Studdard was present when Gooden gave his July 21, 1983 statement, Petitioner's Exhibit 5. Studdard did not dictate this or any other statement. Studdard never threatened or abused Gooden. No one in his presence ever threatened or abused Gooden. Based on the testimony and exhibits introduced at the Rule 20 hearing, Peoples has failed to make out a claim of newly discovered evidence. Gooden's recantation of his trial testimony is not sufficient to warrant a new trial. Gooden's Rule 20 testimony is contradicted by credible testimony and is false. Recanting testimony is inherently unreliable and has been recognized as being untrustworthy. Wadsworth v. State, 507 So.2d 572, 575 (Ala.Cr.App.1987) , cert. denied, No. 85-1399 (Ala.1986); Peterson v. State, 426 So.2d 494, 497 (Ala.Cr.App.1982) , cert. denied, No. 82-361 (Ala.1983). Gooden's explanation that he lied at trial because he was threatened was shown to be false. District Attorney Rumsey, Sheriff Studdard and Deputy Hallmark were all credible witnesses and each testified that neither they nor anyone in their presence threatened or abused Gooden. Gooden's claim that he had reason to fear abuse in 1983 because he was beaten in 1978 or 1979 was contradicted by Hallmark and by a hospital record in which he reported that he was assaulted in the county jail without mentioning that he was assaulted by the police, Petitioner's Exhibit 11.

Gooden's Rule 20 testimony was contradicted in additional ways. First, Gooden's denial of his July 15, 1983 and July 21, 1983 statements was shown to be false. Rumsey and Studdard were present when Gooden gave the July 15, 1983 statement and identified it as his statement. Hallmark was present when Gooden gave his July 21, 1983 statement and identified it as his statement.

Second, Gooden's testimony that he did not take the authorities to the murder scene was shown to be false. Rumsey and Studdard were taken to the scene by Gooden and did not tell him beforehand where the bodies had been found. Third, Gooden's claim that Rumsey and Studdard dictated a statement for his signature was shown to be false. Rumsey and Studdard denied dictating any such statement. Their testimony is credible and Gooden's Rule 20 testimony is not. Fourth, Gooden's claim that he was coerced into pleading guilty and testifying was shown to be false. Rumsey and Sims testified that they negotiated a plea agreement predicated on Gooden's truthful testimony and that Gooden was not told what to say at trial. Further, as shown by Petitioner's Exhibit 1, Gooden voluntarily pleaded guilty. Fifth, after the Rule 20 petition was filed, Gooden reaffirmed the truth of his trial testimony to District Attorney Rumsey and George Sims.

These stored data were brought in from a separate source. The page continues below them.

//! Error types for the cookbook core
//!
//! Lookups that find nothing return `None` rather than an error; everything
//! here is a condition the caller is expected to report to the user.

use thiserror::Error;

use crate::domain::RecipeId;

/// Errors from turning free-text ingredient lines into [`Ingredient`](crate::Ingredient)s
#[derive(Debug, Clone, PartialEq, Error)]
pub enum ParseError {
    #[error("Invalid amount '{value}' for ingredient: {ingredient}")]
    InvalidAmount { ingredient: String, value: String },

    #[error("Negative amount {amount} for ingredient: {ingredient}")]
    NegativeAmount { ingredient: String, amount: f64 },
}

impl ParseError {
    /// Name of the ingredient whose line could not be parsed
    pub fn ingredient(&self) -> &str {
        match self {
            ParseError::InvalidAmount { ingredient, .. } => ingredient,
            ParseError::NegativeAmount { ingredient, .. } => ingredient,
        }
    }
}

/// Reasons a recipe draft is rejected before it reaches the store
#[derive(Debug, Clone, Copy, PartialEq, Eq, Error)]
pub enum ValidationError {
    #[error("Recipe title must not be empty")]
    EmptyTitle,

    #[error("Preparation time must be at least one minute")]
    ZeroPreparationTime,

    #[error("Recipe needs at least one ingredient")]
    NoIngredients,

    #[error("Recipe needs at least one preparation step")]
    NoSteps,
}

/// Errors from the recipe creation flow
#[derive(Debug, Clone, PartialEq, Error)]
pub enum CreateRecipeError {
    #[error(transparent)]
    Validation(#[from] ValidationError),

    #[error(transparent)]
    Parse(#[from] ParseError),
}

/// Errors from placing recipes on the menu
#[derive(Debug, Clone, Copy, PartialEq, Eq, Error)]
pub enum PlanError {
    #[error("Recipe not found: {id}")]
    UnknownRecipe { id: RecipeId },
}

/// Calendar date text that is not `YYYY-MM-DD`
#[derive(Debug, Clone, PartialEq, Eq, Error)]
#[error("Invalid date '{input}', expected YYYY-MM-DD")]
pub struct DateError {
    pub input: String,
}

#[derive(Debug, Clone, Copy, PartialEq, Eq, Error)]
pub enum ProfileError {
    #[error("Profile name must not be empty")]
    EmptyName,
}

/// Unrecognised label for one of the closed vocabularies (category, meal slot, diet)
#[derive(Debug, Clone, PartialEq, Eq, Error)]
#[error("Unknown {kind}: {value}")]
pub struct LabelError {
    pub kind: &'static str,
    pub value: String,
}

impl LabelError {
    pub(crate) fn new(kind: &'static str, value: &str) -> Self {
        Self {
            kind,
            value: value.to_string(),
        }
    }
}
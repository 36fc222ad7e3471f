//! Recipe categories

use serde::{Deserialize, Serialize};

use crate::error::LabelError;

/// Course a recipe belongs to, used for browsing and filtering
#[derive(Debug, Clone, Copy, PartialEq, Eq, Hash, PartialOrd, Ord, Serialize, Deserialize)]
#[serde(rename_all = "lowercase")]
pub enum Category {
    Breakfast,
    Lunch,
    Dinner,
    Dessert,
    Snack,
}

impl Category {
    /// Every category, in display order
    pub const ALL: [Category; 5] = [
        Category::Breakfast,
        Category::Lunch,
        Category::Dinner,
        Category::Dessert,
        Category::Snack,
    ];
}

impl std::fmt::Display for Category {
    fn fmt(&self, f: &mut std::fmt::Formatter<'_>) -> std::fmt::Result {
        match self {
            Self::Breakfast => write!(f, "breakfast"),
            Self::Lunch => write!(f, "lunch"),
            Self::Dinner => write!(f, "dinner"),
            Self::Dessert => write!(f, "dessert"),
            Self::Snack => write!(f, "snack"),
        }
    }
}

impl std::str::FromStr for Category {
    type Err = LabelError;

    /// Accepts the English names as well as the Russian labels used by the desktop UI
    fn from_str(s: &str) -> Result<Self, Self::Err> {
        match s.trim().to_lowercase().as_str() {
            "breakfast" | "завтрак" | "завтраки" => Ok(Self::Breakfast),
            "lunch" | "обед" => Ok(Self::Lunch),
            "dinner" | "ужин" => Ok(Self::Dinner),
            "dessert" | "десерт" | "десерты" => Ok(Self::Dessert),
            "snack" | "закуска" => Ok(Self::Snack),
            _ => Err(LabelError::new("category", s)),
        }
    }
}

Based on the above, it is clear that Gooden's Rule 20 testimony was false and his trial testimony was true. Because Gooden's recantation of his trial testimony is clearly false, Peoples has failed to prove the existence of newly discovered evidence and is not entitled to relief.

Peoples v. Campbell, 377 F.3d 1208 (11th Cir. 2004) (Habeas).

Background: After capital murder conviction and death sentence were affirmed on direct appeal, 510 So.2d 554 and 510 So.2d 574, and state postconviction relief was denied, 565 So.2d 1177, petitioner sought writ of habeas corpus in federal court. The United States District Court for the Northern District of Alabama, No. 94-02175-CV-B-E, Sharon Lovelace Blackburn, J., denied petition, and petitioner appealed. The United States Court of Appeals for the Eleventh Circuit, 227 F.3d 1342, ruled that the district court erred in issuing a certificate of probable cause (CPC) in lieu of a certificate of appealability (COA), and therefore vacated the CPC and remanded the case to the district court for the issuance of a COA indicating which specific issues satisfied the standard of a "substantial showing of the denial of a constitutional right" as required by Antiterrorism and Effective Death Penalty Act (AEDPA).

Holdings: Following issuance of a COA, the Court of Appeals, Tjoflat, Circuit Judge, held that:
(1) petitioner was not entitled to consideration of his Fourth Amendment claim;
(2) petitioner was not "in custody" while in police chief's office and, therefore not entitled to advice of his Miranda rights;
(3) even if petitioner's attorneys' performances were constitutionally deficient, petitioner suffered no prejudice. Affirmed.